E muitos vão achar que minha pergunta não tem sequer cabimento. Enfim, é da vida. Não imaginam o quanto a existência das Escolas de Samba pode contribuir para a formação de cidadania, para a preservação de valores familiares e, portanto, para a Segurança Pública.

Se acham, aliás, que a Segurança Pública é um problema muito sério, esperem pra ver o que será quando nosso povo não tiver mais identidade cultural e for privado de suas referências familiares.

Quando parecem condicionar o apoio ao Carnaval à busca de patrocínios privados, logo imagino grandes marcas de cerveja tendo mais destaque na avenida do que os estandartes das escolas. Estarei errado?

Depois vão dizer que o Carnaval é uma festa de beberagem? Mas, vai sobrar o quê se tirarem toda a sua densidade cultural, eliminando como supérflua a arte dos carros alegóricos? O que será supérfluo depois? A Ala das Baianas?

Atenção, isto não é uma crítica. Não é nem mesmo um desabafo. É um alerta.

As Escolas de Samba de Novo Hamburgo aceitaram as regras propostas pela Administração, em reunião realizada na noite de ontem, mas não ficaram felizes.

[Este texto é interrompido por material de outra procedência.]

// This Source Code Form is subject to the terms of the Mozilla Public
// License, v. 2.0. If a copy of the MPL was not distributed with this
// file, You can obtain one at https://mozilla.org/MPL/2.0/.

//! # MEP-Lite Document Model
//!
//! In-memory BIM document model for wall-penetration placement.
//!
//! The original hole-placement tool lived inside a proprietary modeling
//! host and leaned on its document, element, and transaction machinery.
//! This crate provides that collaborator surface explicitly: documents
//! are arenas of typed elements with stable generational ids, multiple
//! documents can be open at once and linked into each other, and all
//! mutation goes through journaled [`Transaction`] scopes with
//! all-or-nothing rollback.
//!
//! ## Example
//!
//! ```
//! use mep_lite_model::{Application, Document, Element, LevelData};
//!
//! let mut app = Application::new();
//! let mut doc = Document::new("AR_Building");
//! doc.insert(Element::Level(LevelData {
//!     name: "Level 1".into(),
//!     elevation: 0.0,
//! }));
//! let key = app.open(doc);
//! assert_eq!(app.document(key).unwrap().title(), "AR_Building");
//! ```

pub mod document;
pub mod element;
pub mod error;
pub mod keys;
pub mod parameters;
pub mod transaction;

pub use document::{Application, Document, LinkInstance};
pub use element::{
    Category, Element, FamilyInstanceData, FamilySymbolData, LevelData, MepCurveData,
    StructuralType, ViewData, WallData,
};
pub use error::{Error, Result};
pub use keys::{DocumentKey, ElementId, ElementRef, LinkKey};
pub use parameters::{BuiltInParameter, ParameterSet, ParameterValue};
pub use transaction::Transaction;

Repito. Não estou na posição de crítico. Entendo as dificuldades da administração (mas sei, também, que as decisões refletem as prioridades).

Também entendo muito o povo do Carnaval e estou com eles. Na Cruzeiro do Sul, sem um milímetro de rancor na sua expressão, o presidente termina sua mensagem à comunidade, ao falar sobre este assunto, dizendo “Nós Seremos a Resistência”.

Esta palavra, “resistência”, está aparecendo em tudo que é canto. Pode virar tema-enredo de Escola de Samba.

Ou será que alguém vai achar que também os temas-enredo são coisa supérflua?